Who was this Albert Lasker whose energy and imagination ran in so many directions at once? And who was, in his own words, driven by 1,000 devils? His friends considered him charming, brilliant, thrilling and exhausting. His subordinates admired him enormously and dreaded his arrival at the office and the tumult that inevitably ensued.

Clients quickly learned that there was no such thing as a half embrace of or by Albert Lasker. He pursued life with a fervor that offended and alienated many people. "A lot of people can't stand me," he once admitted, "because they think I'm too aggressive and too dynamic. Little men," to use his terminology, "were driven off by it. Big men, such as RCA's David Sarnoff and American Tobacco's George Washington Hill, drew energy from it. They looked forward to fighting with Lasker. They learned from him, too.

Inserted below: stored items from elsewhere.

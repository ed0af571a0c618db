//! Provider registry: explicit lifecycle for a set of content providers.
//!
//! Embedding applications construct providers, register them here, and hand
//! the registry to the UI layer. There is no process-wide state; dropping
//! the registry (and the `Arc`s it holds) tears everything down.

use dashmap::DashMap;
use std::sync::Arc;

use crate::provider::ContentReader;

/// A concurrent map of provider id to reader.
#[derive(Default)]
pub struct ProviderRegistry {
    providers: DashMap<String, Arc<dyn ContentReader>>,
}

impl std::fmt::Debug for ProviderRegistry {
    fn fmt(&self, f: &mut std::fmt::Formatter<'_>) -> std::fmt::Result {
        f.debug_struct("ProviderRegistry")
            .field("providers", &self.provider_ids())
            .finish()
    }
}

impl ProviderRegistry {
    /// An empty registry.
    #[must_use]
    pub fn new() -> Self {
        Self::default()
    }

    /// Register a provider under its own id, replacing any previous entry.
    pub fn register(&self, provider: Arc<dyn ContentReader>) {
        self.providers
            .insert(provider.provider_id().to_string(), provider);
    }

    /// Look up a provider by id.
    #[must_use]
    pub fn get(&self, provider_id: &str) -> Option<Arc<dyn ContentReader>> {
        self.providers.get(provider_id).map(|entry| Arc::clone(&entry))
    }

    /// Remove a provider, returning it when present.
    pub fn remove(&self, provider_id: &str) -> Option<Arc<dyn ContentReader>> {
        self.providers.remove(provider_id).map(|(_, provider)| provider)
    }

    /// Ids of all registered providers.
    #[must_use]
    pub fn provider_ids(&self) -> Vec<String> {
        self.providers.iter().map(|entry| entry.key().clone()).collect()
    }

    /// Number of registered providers.
    #[must_use]
    pub fn len(&self) -> usize {
        self.providers.len()
    }

    /// Whether the registry is empty.
    #[must_use]
    pub fn is_empty(&self) -> bool {
        self.providers.is_empty()
    }
}
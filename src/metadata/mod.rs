//! Metadata processing: front-matter fields applied to entities.

pub mod processor;

pub use processor::MetadataProcessor;
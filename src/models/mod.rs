//! Data model: content items, directories, queries, taxonomy, snapshots.

pub mod directory;
pub mod item;
pub mod query;
pub mod taxonomy;

pub use directory::DirectoryItem;
pub use item::{ContentItem, ContentStatus, MetadataValue};
pub use query::{ContentQuery, SortDirection, SortField};
pub use taxonomy::{ContentCategory, ContentTag, categories_of, tags_of};

use chrono::{DateTime, Utc};

/// An immutable, fully-built content index produced by one load cycle.
///
/// Snapshots are swapped whole behind an `Arc`; readers that captured a
/// reference before a swap keep a consistent view while the next snapshot is
/// built concurrently.
#[derive(Debug, Clone)]
pub struct ContentSnapshot {
    /// All indexed items, in walk order.
    pub items: Vec<ContentItem>,
    /// When this snapshot finished loading.
    pub loaded_at: DateTime<Utc>,
}

impl ContentSnapshot {
    /// Wrap a freshly indexed item list.
    #[must_use]
    pub fn new(items: Vec<ContentItem>) -> Self {
        Self {
            items,
            loaded_at: Utc::now(),
        }
    }

    /// Exact-id lookup.
    #[must_use]
    pub fn by_id(&self, id: &str) -> Option<&ContentItem> {
        self.items.iter().find(|i| i.id() == id)
    }

    /// Case-insensitive path lookup.
    #[must_use]
    pub fn by_path(&self, path: &str) -> Option<&ContentItem> {
        let needle = crate::utils::path::normalize_path(path);
        self.items.iter().find(|i| i.path.eq_ignore_ascii_case(&needle))
    }

    /// Case-insensitive URL lookup.
    #[must_use]
    pub fn by_url(&self, url: &str) -> Option<&ContentItem> {
        self.items.iter().find(|i| i.url.eq_ignore_ascii_case(url))
    }
}
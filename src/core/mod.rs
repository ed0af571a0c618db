//! Core types shared across the crate: the error taxonomy and result alias.

pub mod error;

pub use error::{RepoError, Result};
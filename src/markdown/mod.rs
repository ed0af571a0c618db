//! Markdown document handling: front-matter extraction and the renderer seam.

pub mod frontmatter;

pub use frontmatter::{ExtractedFrontmatter, FrontmatterParser};

use std::sync::Arc;

/// The markdown-to-HTML renderer seam.
///
/// Rendering is consumed as a pure function (markdown in, HTML out) injected
/// by the embedding application; the repository never pulls in a renderer of
/// its own. When no renderer is provided, items keep `rendered_body: None`.
pub type Renderer = Arc<dyn Fn(&str) -> String + Send + Sync>;
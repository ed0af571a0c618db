//! Filtering, sorting, and pagination through the provider.

use crate::common::{provider_for, write_file};
use mdrepo::models::{ContentQuery, ContentStatus, SortDirection, SortField};
use mdrepo::provider::ContentReader;
use tempfile::TempDir;

async fn ten_titled_posts() -> TempDir {
    let dir = TempDir::new().unwrap();
    for (index, letter) in "abcdefghij".chars().enumerate() {
        write_file(
            dir.path(),
            &format!("posts/{letter}.md"),
            &format!("---\ntitle: \"{}\"\norder: {}\n---\nbody {letter}\n", letter, 9 - index),
        )
        .await;
    }
    dir
}

#[tokio::test]
async fn pagination_returns_ranks_three_to_five() {
    let fixture = ten_titled_posts().await;
    let provider = provider_for(fixture.path());

    let query = ContentQuery::new()
        .with_sort(SortField::Title, SortDirection::Ascending)
        .with_page(2, 3);
    let items = provider.get_items_by_query(&query).await.unwrap();

    let titles: Vec<_> = items.iter().map(|i| i.title.as_str()).collect();
    assert_eq!(titles, vec!["c", "d", "e"]);
}

#[tokio::test]
async fn take_beyond_end_is_clamped() {
    let fixture = ten_titled_posts().await;
    let provider = provider_for(fixture.path());

    let query = ContentQuery::new()
        .with_sort(SortField::Title, SortDirection::Ascending)
        .with_page(8, 50);
    let items = provider.get_items_by_query(&query).await.unwrap();
    let titles: Vec<_> = items.iter().map(|i| i.title.as_str()).collect();
    assert_eq!(titles, vec!["i", "j"]);
}

#[tokio::test]
async fn manual_order_sort_uses_front_matter_order() {
    let fixture = ten_titled_posts().await;
    let provider = provider_for(fixture.path());

    let query = ContentQuery::new().with_sort(SortField::Order, SortDirection::Ascending);
    let items = provider.get_items_by_query(&query).await.unwrap();
    // order runs 9..0 against titles a..j, so ascending order reverses them.
    assert_eq!(items.first().unwrap().title, "j");
    assert_eq!(items.last().unwrap().title, "a");
}

#[tokio::test]
async fn status_and_search_filters_compose() {
    let dir = TempDir::new().unwrap();
    write_file(
        dir.path(),
        "a.md",
        "---\ntitle: Async Rust\nstatus: published\n---\nFutures and executors.\n",
    )
    .await;
    write_file(
        dir.path(),
        "b.md",
        "---\ntitle: Async Drafting\nstatus: draft\n---\nUnfinished futures.\n",
    )
    .await;
    let provider = provider_for(dir.path());

    let query = ContentQuery::new()
        .with_search("futures")
        .with_status(ContentStatus::Published);
    let items = provider.get_items_by_query(&query).await.unwrap();
    assert_eq!(items.len(), 1);
    assert_eq!(items[0].title, "Async Rust");
}

#[tokio::test]
async fn locale_filter_and_content_id_group_translations() {
    let dir = TempDir::new().unwrap();
    write_file(dir.path(), "en/about.md", "---\ntitle: About\n---\nen body\n").await;
    write_file(dir.path(), "fr/about.md", "---\ntitle: A propos\n---\nfr body\n").await;
    let mut config = crate::common::config_for(dir.path());
    config.locales = vec!["en".to_string(), "fr".to_string()];
    let provider = mdrepo::provider::ContentProvider::for_filesystem(config).unwrap();

    let french = provider
        .get_items_by_query(&ContentQuery::new().with_locale("fr"))
        .await
        .unwrap();
    assert_eq!(french.len(), 1);
    assert_eq!(french[0].title, "A propos");

    // Both translations share a content id derived from the stripped path.
    let all = provider.get_all_items().await.unwrap();
    let ids: Vec<_> = all.items.iter().map(|i| i.content_id.clone()).collect();
    assert_eq!(ids[0], ids[1]);

    let group = provider
        .get_items_by_query(&{
            let mut q = ContentQuery::new();
            q.content_id = Some(ids[0].clone());
            q
        })
        .await
        .unwrap();
    assert_eq!(group.len(), 2);
}

#[tokio::test]
async fn excluded_globs_never_reach_the_index() {
    let dir = TempDir::new().unwrap();
    write_file(dir.path(), "blog/a.md", "---\ntitle: A\n---\nbody\n").await;
    write_file(dir.path(), "blog/drafts/hidden.md", "---\ntitle: H\n---\nbody\n").await;
    let mut config = crate::common::config_for(dir.path());
    config.exclude = vec!["**/drafts/**".to_string()];
    let provider = mdrepo::provider::ContentProvider::for_filesystem(config).unwrap();

    let snapshot = provider.get_all_items().await.unwrap();
    assert_eq!(snapshot.items.len(), 1);
    assert_eq!(snapshot.items[0].title, "A");
}
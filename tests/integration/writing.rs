//! The writer capability and its cache post-conditions.

use crate::common::{blog_fixture, config_for, provider_for};
use mdrepo::models::ContentItem;
use mdrepo::provider::{ContentProvider, ContentReader};
use mdrepo::source::{RemoteCommit, RemoteEntry, RemoteRepositoryClient, RemoteSource};
use std::sync::Arc;

#[tokio::test]
async fn filesystem_provider_exposes_the_writer() {
    let fixture = blog_fixture().await;
    let provider = provider_for(fixture.path());
    assert!(provider.as_writer().is_some());
}

#[tokio::test]
async fn remote_provider_is_read_only() {
    struct NullClient;

    #[async_trait::async_trait]
    impl RemoteRepositoryClient for NullClient {
        async fn list_entries(&self, _path: &str) -> anyhow::Result<Vec<RemoteEntry>> {
            Ok(Vec::new())
        }
        async fn fetch_file(&self, path: &str) -> anyhow::Result<Vec<u8>> {
            anyhow::bail!("no such file: {path}")
        }
        async fn fetch_history(&self, _path: &str) -> anyhow::Result<Vec<RemoteCommit>> {
            Ok(Vec::new())
        }
    }

    let source =
        RemoteSource::new("null", Arc::new(NullClient), "", &Vec::<String>::new()).unwrap();
    let config = mdrepo::config::RepositoryConfig {
        provider_id: "remote".to_string(),
        ..Default::default()
    };
    let provider = ContentProvider::new(config, Arc::new(source)).unwrap();
    assert!(provider.as_writer().is_none());
}

#[tokio::test]
async fn saved_item_round_trips_through_the_next_read() {
    let fixture = blog_fixture().await;
    let provider = provider_for(fixture.path());
    provider.get_all_items().await.unwrap();

    let mut item = ContentItem::new("test", "blog/saved.md");
    item.set_title("Saved Post");
    item.set_author("Writer");
    item.add_tag("saved");
    item.set_slug("saved-post").unwrap();
    item.raw_body = "Persisted body.".to_string();

    let writer = provider.as_writer().expect("filesystem writer");
    writer.save_item(&item).await.unwrap();

    // Post-condition: the write is visible without an explicit refresh.
    let read_back = provider
        .get_item_by_path("blog/saved.md")
        .await
        .unwrap()
        .expect("saved item indexed");
    assert_eq!(read_back.title, "Saved Post");
    assert_eq!(read_back.author, "Writer");
    assert_eq!(read_back.tags(), &["saved".to_string()]);
    assert!(read_back.raw_body.contains("Persisted body."));
}

#[tokio::test]
async fn deleted_item_disappears_from_the_index() {
    let fixture = blog_fixture().await;
    let provider = provider_for(fixture.path());
    assert_eq!(provider.get_all_items().await.unwrap().items.len(), 3);

    let writer = provider.as_writer().unwrap();
    writer.delete_item("blog/a.md").await.unwrap();

    let snapshot = provider.get_all_items().await.unwrap();
    assert_eq!(snapshot.items.len(), 2);
    assert!(snapshot.by_path("blog/a.md").is_none());
}

#[tokio::test]
async fn config_file_drives_a_provider() {
    let fixture = blog_fixture().await;
    let config_path = fixture.path().join("mdrepo.toml");
    tokio::fs::write(
        &config_path,
        format!(
            "provider_id = \"configured\"\nroot = \"{}\"\nexclude = [\"**/notes/**\"]\n",
            fixture.path().display()
        ),
    )
    .await
    .unwrap();

    let config = mdrepo::config::RepositoryConfig::load(&config_path).await.unwrap();
    let provider = ContentProvider::for_filesystem(config).unwrap();
    let snapshot = provider.get_all_items().await.unwrap();
    assert_eq!(snapshot.items.len(), 2, "notes/ is excluded");
    assert_eq!(snapshot.items[0].provider_id, "configured");
}

#[tokio::test]
async fn initialize_creates_a_missing_root() {
    let dir = tempfile::TempDir::new().unwrap();
    let missing = dir.path().join("fresh-root");
    let config = mdrepo::config::RepositoryConfig {
        create_root: true,
        ..config_for(&missing)
    };
    let provider = ContentProvider::for_filesystem(config).unwrap();
    provider.initialize().await.unwrap();
    assert!(missing.is_dir());
    assert!(provider.get_all_items().await.unwrap().items.is_empty());
}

"He's the only man I felt I'd like to murder every now and then," Herbert Field confessed, almost 20 years after being pushed out of his senior position at the advertising agency, then adding, "There isn't a finer man living." "I'd like to kick him in the back," said a former associate who left under duress, but then added, "I've never met a man as colorful and viral and as personable as Mr. Albert Lasker. Never." Lasker's energy and passion infused both his personal and professional lives. And sometimes, those 2 lives converged.

One Monday morning in 1939, his top lieutenants gathered for their weekly state of the agency meeting. This was no ordinary Monday, however, it was the first meeting after the very public unraveling of Lasker's second marriage, a disastrous union with a Hollywood starlet that fell apart even before their honeymoon ended. Everyone in the room knew all the salacious details. All were eager to see how the boss would handle the situation.

The door from Lasker's office opened and he walked in and said, "Gentlemen, in his life, every man has a right to make one mistake. I have made mine," and then the meeting began. Lasker, who's often referred to as the father of modern advertising, exerted an enormous influence on his industry. Before he arrived on the scene, advertising agencies were mostly brokers of space in newspapers and magazines. With Lasker's prodding, the industry became a creative force and began earning substantial commissions.

Lasker worked his magic by relying on the power of ideas. The list of companies and brands that he held to launch or revitalize, in large part through the selective amplification of powerful ideas and in part through his own instinct for drama, is unparalleled in the history of advertising. Lasker invented a particular kind of ad agency, one that delivered high service to a relatively small number of key accounts, most often driven by a personal relationship between himself and the head of the client company.

The result was high margins and for Lasker, enormous personal wealth. He maintained close relationships with dozens of powerful business people and applied the insights he gained in one context to give advice in others. "Give him an equal knowledge of the facts," said RCA's legendary head David Sarnoff, "And I'd rather have his judgment than anybody else's I know." Sometimes Lasker failed and failed spectacularly, but he always rebounded.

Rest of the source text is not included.